Your unrelated link of the week: MAD GOD, the film.

Lazy Reading for 2012/05/13

I’m starting to pack these full enough that I might have to go biweekly.

Your unrelated comics link of the week: Wizzywig.  A self-contained comic about the early days of phone phreaking and hacking, written and drawn by Ed Piskor.   The first two chapters are available as a PDF.  Read and if you like it, order the whole thing.  Also: Steve and Steve.  If you know your history, you’ll get the cartoon.

Ed Piskor is currently cartooning the origin of hip-hop at BoingBoing; it’s a good read.

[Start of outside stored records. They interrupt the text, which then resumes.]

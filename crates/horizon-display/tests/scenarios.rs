//! End-to-end behaviour of flat projections bound to a live source.

use std::sync::Arc;

use horizon_display::prelude::*;
use parking_lot::Mutex;

fn create_source(ids: &[&str]) -> Arc<SourceList<MapRecord>> {
    Arc::new(SourceList::new(
        ids.iter().map(|&id| MapRecord::new().with("id", id)).collect(),
    ))
}

fn keys(projection: &Collection<MapRecord>) -> Vec<String> {
    projection
        .items()
        .iter()
        .map(|&id| match projection.item(id) {
            Some(DisplayItem::Group(group)) => format!("G({})", group.key()),
            Some(item) => item.key().map(ToString::to_string).unwrap_or_default(),
            None => String::new(),
        })
        .collect()
}

fn bound(
    source: &Arc<SourceList<MapRecord>>,
    projection: Collection<MapRecord>,
) -> (Arc<Mutex<Collection<MapRecord>>>, SourceBinding<MapRecord>) {
    let projection = Arc::new(Mutex::new(projection));
    let binding = SourceBinding::bind(source.clone(), &projection);
    (projection, binding)
}

#[test]
fn test_plain_projection_keeps_source_order() {
    let projection = Collection::builder()
        .source(create_source(&["A", "B", "C"]))
        .key_property("id")
        .build()
        .unwrap();
    assert_eq!(keys(&projection), vec!["A", "B", "C"]);
    assert_eq!(projection.count(false), 3);
}

#[test]
fn test_grouping_buckets_in_input_order() {
    let projection = Collection::builder()
        .source(create_source(&["A", "B", "C"]))
        .key_property("id")
        .group(|record: &MapRecord, _| {
            GroupKey::from(if record.get("id").as_str() == Some("B") { "g2" } else { "g1" })
        })
        .build()
        .unwrap();
    assert_eq!(keys(&projection), vec!["G(g1)", "A", "C", "G(g2)", "B"]);
    assert_eq!(projection.count(true), 3);
}

#[test]
fn test_filter_hides_rejected_records() {
    let projection = Collection::builder()
        .source(create_source(&["A", "B", "C"]))
        .key_property("id")
        .filter(|record: &MapRecord| record.get("id").as_str() != Some("B"))
        .build()
        .unwrap();
    assert_eq!(keys(&projection), vec!["A", "C"]);
    assert_eq!(projection.count(true), 2);
}

#[test]
fn test_drag_session_moves_avatar_and_restores() {
    let mut projection = Collection::builder()
        .source(create_source(&["A", "B", "C"]))
        .key_property("id")
        .build()
        .unwrap();
    let b = projection.at(1).unwrap();
    projection.set_dragged_items(Some(b), vec![RecordKey::from("B")]);
    projection.set_drag_position(0, DragPosition::Before);

    let avatar = projection.drag_avatar().unwrap();
    assert_eq!(projection.at(0).ok(), Some(avatar));
    assert_eq!(keys(&projection), vec!["B", "A", "C"]);
    assert_eq!(projection.index_of(b), None);

    projection.reset_dragged_items();
    assert_eq!(keys(&projection), vec!["A", "B", "C"]);
    assert_eq!(projection.at(1).ok(), Some(b));
}

#[test]
fn test_source_mutations_reach_projection() {
    let source = create_source(&["A", "B", "C"]);
    let projection = Collection::builder()
        .source(source.clone())
        .key_property("id")
        .filter(|record: &MapRecord| record.get("id").as_str() != Some("X"))
        .build()
        .unwrap();
    let (projection, _binding) = bound(&source, projection);

    source.insert(1, MapRecord::new().with("id", "X"));
    assert_eq!(keys(&projection.lock()), vec!["A", "B", "C"]);
    source.push(MapRecord::new().with("id", "D"));
    assert_eq!(keys(&projection.lock()), vec!["A", "B", "C", "D"]);
    source.move_item(0, 4);
    assert_eq!(keys(&projection.lock()), vec!["B", "C", "D", "A"]);
    source.replace(2, MapRecord::new().with("id", "E"));
    assert_eq!(keys(&projection.lock()), vec!["B", "E", "D", "A"]);
    source.remove(1);
    assert_eq!(keys(&projection.lock()), vec!["E", "D", "A"]);
}

#[test]
fn test_one_bracket_per_source_change() {
    let source = create_source(&["A", "C"]);
    let projection = Collection::builder()
        .source(source.clone())
        .key_property("id")
        .group(|record: &MapRecord, _| GroupKey::from(record.get("id").as_str().unwrap_or_default()))
        .build()
        .unwrap();
    let (projection, _binding) = bound(&source, projection);

    let events = Arc::new(Mutex::new(Vec::new()));
    {
        let projection = projection.lock();
        let signals = projection.signals();
        let sink = events.clone();
        signals.before_change.connect(move |_| sink.lock().push("before".to_string()));
        let sink = events.clone();
        signals
            .collection_changed
            .connect(move |change| sink.lock().push(format!("{:?}@{}", change.action, change.new_index)));
        let sink = events.clone();
        signals.after_change.connect(move |_| sink.lock().push("after".to_string()));
    }

    source.insert(1, MapRecord::new().with("id", "B"));
    let events = events.lock();
    assert_eq!(events.first().map(String::as_str), Some("before"));
    assert_eq!(events.last().map(String::as_str), Some("after"));
    assert_eq!(events.iter().filter(|event| *event == "before").count(), 1);
    assert!(events.contains(&"Add@2".to_string()));
    assert_eq!(keys(&projection.lock()), vec!["G(A)", "A", "G(B)", "B", "G(C)", "C"]);
}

Lazy Reading for 2012/04/29

I go a bit beyond presenting links and comment on them too, this week.  Not too much!  Enjoy.

Your unrelated link of the week.  Youtube Poop.  As far as I can tell, ‘Youtube Poop’ are glitched videos made from Youtube content but with segments repeated, frames modified, or new sentences constructed from reassembling the frames.  Sometimes noisy, sometimes rude.  Also, an art form that can only exist now, and never really before.  Reminds me of the old Fensler Films, or that odd series out of Japan.  I find the idea of assembling new rhythms and music out of non-musical items fascinating, but I would, wouldn’t I?

(Turn your volume down before trying some of those links.)

Lazy Reading for 2012/04/22

Enjoy!

Your unrelated link of the week: One Thing Well.  The BSD tag might be the most useful.

Lazy Reading for 2012/04/08

The links are all over the map this week, which is fine.  Enjoy!

Your unrelated link of the week: memepool.  It’s seen some activity lately.  It was a blog before there were blogs, and I was part of it.

GNU hash tables added

Another “first BSD to try it” feature: GNU hash table support has been added by John Marino.  These apparently speed up symbol searching during program startup, so it should improve large program startup time.  Think KDE or Open Office, though I don’t have numbers to back it up.

Some BSD Multimedia

Here’s several things to look at:

Michael Lucas’s “BSD Needs Books” talk from NYCBSDCon 2010, on Youtube.  I’ve talked about it before because I saw it in person; it’s a good talk.  Ironically, he talks about getting a publisher interested in your book, and he just self-published.

Hubert Feyrer linked to the slides of two pkgsrc talks at FOSDEM; one about bringing pkgsrc to MirBSD, and one about pkgin, which is included in DragonFly.